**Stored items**
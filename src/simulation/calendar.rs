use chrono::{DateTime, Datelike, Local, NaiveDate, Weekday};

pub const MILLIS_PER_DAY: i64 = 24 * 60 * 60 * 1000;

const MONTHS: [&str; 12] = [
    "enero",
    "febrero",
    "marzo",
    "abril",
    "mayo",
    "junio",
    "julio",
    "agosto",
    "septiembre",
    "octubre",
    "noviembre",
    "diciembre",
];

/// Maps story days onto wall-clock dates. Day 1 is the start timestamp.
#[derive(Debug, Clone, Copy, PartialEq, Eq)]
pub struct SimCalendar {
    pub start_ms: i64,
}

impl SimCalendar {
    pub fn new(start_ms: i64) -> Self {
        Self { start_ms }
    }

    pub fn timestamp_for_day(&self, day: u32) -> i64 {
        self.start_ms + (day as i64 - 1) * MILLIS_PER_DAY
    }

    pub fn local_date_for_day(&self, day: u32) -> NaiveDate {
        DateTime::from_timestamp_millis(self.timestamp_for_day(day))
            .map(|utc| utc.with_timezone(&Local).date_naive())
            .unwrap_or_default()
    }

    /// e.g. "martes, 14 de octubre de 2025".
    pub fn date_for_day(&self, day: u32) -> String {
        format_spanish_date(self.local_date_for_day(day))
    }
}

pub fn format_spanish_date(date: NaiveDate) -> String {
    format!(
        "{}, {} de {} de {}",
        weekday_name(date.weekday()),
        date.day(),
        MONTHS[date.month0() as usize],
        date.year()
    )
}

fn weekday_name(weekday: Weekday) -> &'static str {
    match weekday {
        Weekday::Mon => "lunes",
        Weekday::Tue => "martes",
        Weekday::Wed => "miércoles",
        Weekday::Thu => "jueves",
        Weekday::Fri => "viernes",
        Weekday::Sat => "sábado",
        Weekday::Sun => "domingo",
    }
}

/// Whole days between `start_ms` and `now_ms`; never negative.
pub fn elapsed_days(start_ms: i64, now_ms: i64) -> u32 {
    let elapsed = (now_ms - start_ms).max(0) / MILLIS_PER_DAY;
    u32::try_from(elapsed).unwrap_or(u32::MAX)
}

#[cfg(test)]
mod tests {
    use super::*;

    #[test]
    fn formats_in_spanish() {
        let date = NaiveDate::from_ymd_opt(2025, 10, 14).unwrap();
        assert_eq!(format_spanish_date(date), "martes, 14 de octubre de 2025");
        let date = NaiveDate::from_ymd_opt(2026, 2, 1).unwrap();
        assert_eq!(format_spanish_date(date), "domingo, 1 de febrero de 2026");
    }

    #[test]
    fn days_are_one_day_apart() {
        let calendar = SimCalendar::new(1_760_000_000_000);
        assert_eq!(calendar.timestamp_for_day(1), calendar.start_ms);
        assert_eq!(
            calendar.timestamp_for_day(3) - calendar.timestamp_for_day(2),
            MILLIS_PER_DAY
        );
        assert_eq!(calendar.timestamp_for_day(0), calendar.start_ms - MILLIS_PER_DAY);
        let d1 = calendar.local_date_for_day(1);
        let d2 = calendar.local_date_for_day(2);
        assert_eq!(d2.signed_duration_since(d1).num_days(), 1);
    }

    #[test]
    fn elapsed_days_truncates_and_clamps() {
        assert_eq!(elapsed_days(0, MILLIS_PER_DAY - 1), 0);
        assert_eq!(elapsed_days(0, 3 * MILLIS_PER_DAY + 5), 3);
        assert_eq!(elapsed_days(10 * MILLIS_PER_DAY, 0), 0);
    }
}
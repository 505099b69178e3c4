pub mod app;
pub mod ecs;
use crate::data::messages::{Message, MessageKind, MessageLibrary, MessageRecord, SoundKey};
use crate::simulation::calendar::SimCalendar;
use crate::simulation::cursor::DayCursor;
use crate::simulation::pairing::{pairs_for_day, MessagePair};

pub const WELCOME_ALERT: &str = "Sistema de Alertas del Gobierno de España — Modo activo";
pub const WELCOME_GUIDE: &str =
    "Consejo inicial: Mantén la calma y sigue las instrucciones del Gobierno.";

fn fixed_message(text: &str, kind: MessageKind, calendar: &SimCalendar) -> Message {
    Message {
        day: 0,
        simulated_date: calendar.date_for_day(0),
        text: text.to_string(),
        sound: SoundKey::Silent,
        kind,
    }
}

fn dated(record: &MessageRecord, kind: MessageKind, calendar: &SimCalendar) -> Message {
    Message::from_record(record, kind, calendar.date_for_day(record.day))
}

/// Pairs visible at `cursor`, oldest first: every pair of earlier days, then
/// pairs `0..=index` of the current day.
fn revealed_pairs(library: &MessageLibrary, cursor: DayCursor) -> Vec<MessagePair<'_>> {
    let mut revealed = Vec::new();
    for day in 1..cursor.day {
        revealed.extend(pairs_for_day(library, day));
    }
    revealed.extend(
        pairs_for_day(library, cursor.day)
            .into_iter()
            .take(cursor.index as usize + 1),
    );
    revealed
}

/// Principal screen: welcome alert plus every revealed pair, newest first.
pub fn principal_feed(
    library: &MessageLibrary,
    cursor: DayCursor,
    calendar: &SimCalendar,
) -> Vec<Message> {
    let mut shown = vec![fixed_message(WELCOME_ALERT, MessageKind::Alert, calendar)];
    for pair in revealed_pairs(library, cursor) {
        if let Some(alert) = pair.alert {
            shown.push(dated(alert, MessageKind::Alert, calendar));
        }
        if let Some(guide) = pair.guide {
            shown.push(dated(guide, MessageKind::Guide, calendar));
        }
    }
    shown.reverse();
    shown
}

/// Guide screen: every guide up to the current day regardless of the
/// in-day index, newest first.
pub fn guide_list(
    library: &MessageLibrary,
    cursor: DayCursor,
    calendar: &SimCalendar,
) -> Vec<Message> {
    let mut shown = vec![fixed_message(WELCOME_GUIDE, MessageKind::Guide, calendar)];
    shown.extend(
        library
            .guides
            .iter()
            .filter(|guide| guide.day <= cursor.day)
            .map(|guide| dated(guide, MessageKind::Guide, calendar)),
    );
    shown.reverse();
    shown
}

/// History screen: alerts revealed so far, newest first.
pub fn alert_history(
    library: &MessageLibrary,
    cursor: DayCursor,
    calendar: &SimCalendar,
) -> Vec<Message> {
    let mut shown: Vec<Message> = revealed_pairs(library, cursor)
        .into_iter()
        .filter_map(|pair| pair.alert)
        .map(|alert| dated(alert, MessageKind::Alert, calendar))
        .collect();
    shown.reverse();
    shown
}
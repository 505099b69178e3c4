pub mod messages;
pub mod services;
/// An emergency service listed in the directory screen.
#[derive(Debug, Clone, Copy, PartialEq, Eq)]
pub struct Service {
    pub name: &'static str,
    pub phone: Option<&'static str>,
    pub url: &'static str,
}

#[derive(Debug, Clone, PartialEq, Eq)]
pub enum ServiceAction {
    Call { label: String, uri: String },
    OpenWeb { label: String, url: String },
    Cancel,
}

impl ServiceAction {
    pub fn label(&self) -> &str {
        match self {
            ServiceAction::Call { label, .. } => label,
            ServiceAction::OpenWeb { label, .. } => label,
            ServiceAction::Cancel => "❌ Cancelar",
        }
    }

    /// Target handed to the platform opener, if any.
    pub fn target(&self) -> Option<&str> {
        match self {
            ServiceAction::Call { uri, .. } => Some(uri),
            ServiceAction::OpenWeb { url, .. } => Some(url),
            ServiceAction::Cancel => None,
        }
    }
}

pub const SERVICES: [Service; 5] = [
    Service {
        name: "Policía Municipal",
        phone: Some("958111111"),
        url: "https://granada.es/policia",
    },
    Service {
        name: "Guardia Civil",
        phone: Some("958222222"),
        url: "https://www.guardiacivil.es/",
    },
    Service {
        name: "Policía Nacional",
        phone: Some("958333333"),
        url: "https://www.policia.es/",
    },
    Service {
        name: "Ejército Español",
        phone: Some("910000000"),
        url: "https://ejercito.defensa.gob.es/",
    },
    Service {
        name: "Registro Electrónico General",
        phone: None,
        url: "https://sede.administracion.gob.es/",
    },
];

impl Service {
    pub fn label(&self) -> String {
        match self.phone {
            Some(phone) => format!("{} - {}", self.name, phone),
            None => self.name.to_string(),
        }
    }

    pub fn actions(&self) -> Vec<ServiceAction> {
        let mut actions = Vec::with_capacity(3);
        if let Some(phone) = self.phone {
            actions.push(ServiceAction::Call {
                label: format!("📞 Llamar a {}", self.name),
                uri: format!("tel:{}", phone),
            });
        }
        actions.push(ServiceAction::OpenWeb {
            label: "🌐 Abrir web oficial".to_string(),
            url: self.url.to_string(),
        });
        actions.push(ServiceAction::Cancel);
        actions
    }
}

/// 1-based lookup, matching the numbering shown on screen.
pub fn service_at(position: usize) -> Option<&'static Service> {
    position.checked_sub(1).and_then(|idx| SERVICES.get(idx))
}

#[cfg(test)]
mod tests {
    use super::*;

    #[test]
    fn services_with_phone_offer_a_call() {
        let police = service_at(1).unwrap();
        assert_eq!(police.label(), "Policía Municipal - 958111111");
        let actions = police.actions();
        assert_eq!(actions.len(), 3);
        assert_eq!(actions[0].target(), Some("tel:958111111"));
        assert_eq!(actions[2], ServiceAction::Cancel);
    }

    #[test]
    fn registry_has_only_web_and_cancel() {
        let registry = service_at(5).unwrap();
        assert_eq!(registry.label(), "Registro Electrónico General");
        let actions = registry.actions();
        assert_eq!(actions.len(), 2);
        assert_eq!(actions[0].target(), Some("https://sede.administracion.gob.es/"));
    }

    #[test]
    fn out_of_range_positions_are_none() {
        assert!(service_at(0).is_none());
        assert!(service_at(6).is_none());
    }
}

**TASK TO CARRY OUT**
Return the number of lines in the data above that include the word "febrero", and nothing else.

**RESULT OF THIS EXERCISE**
2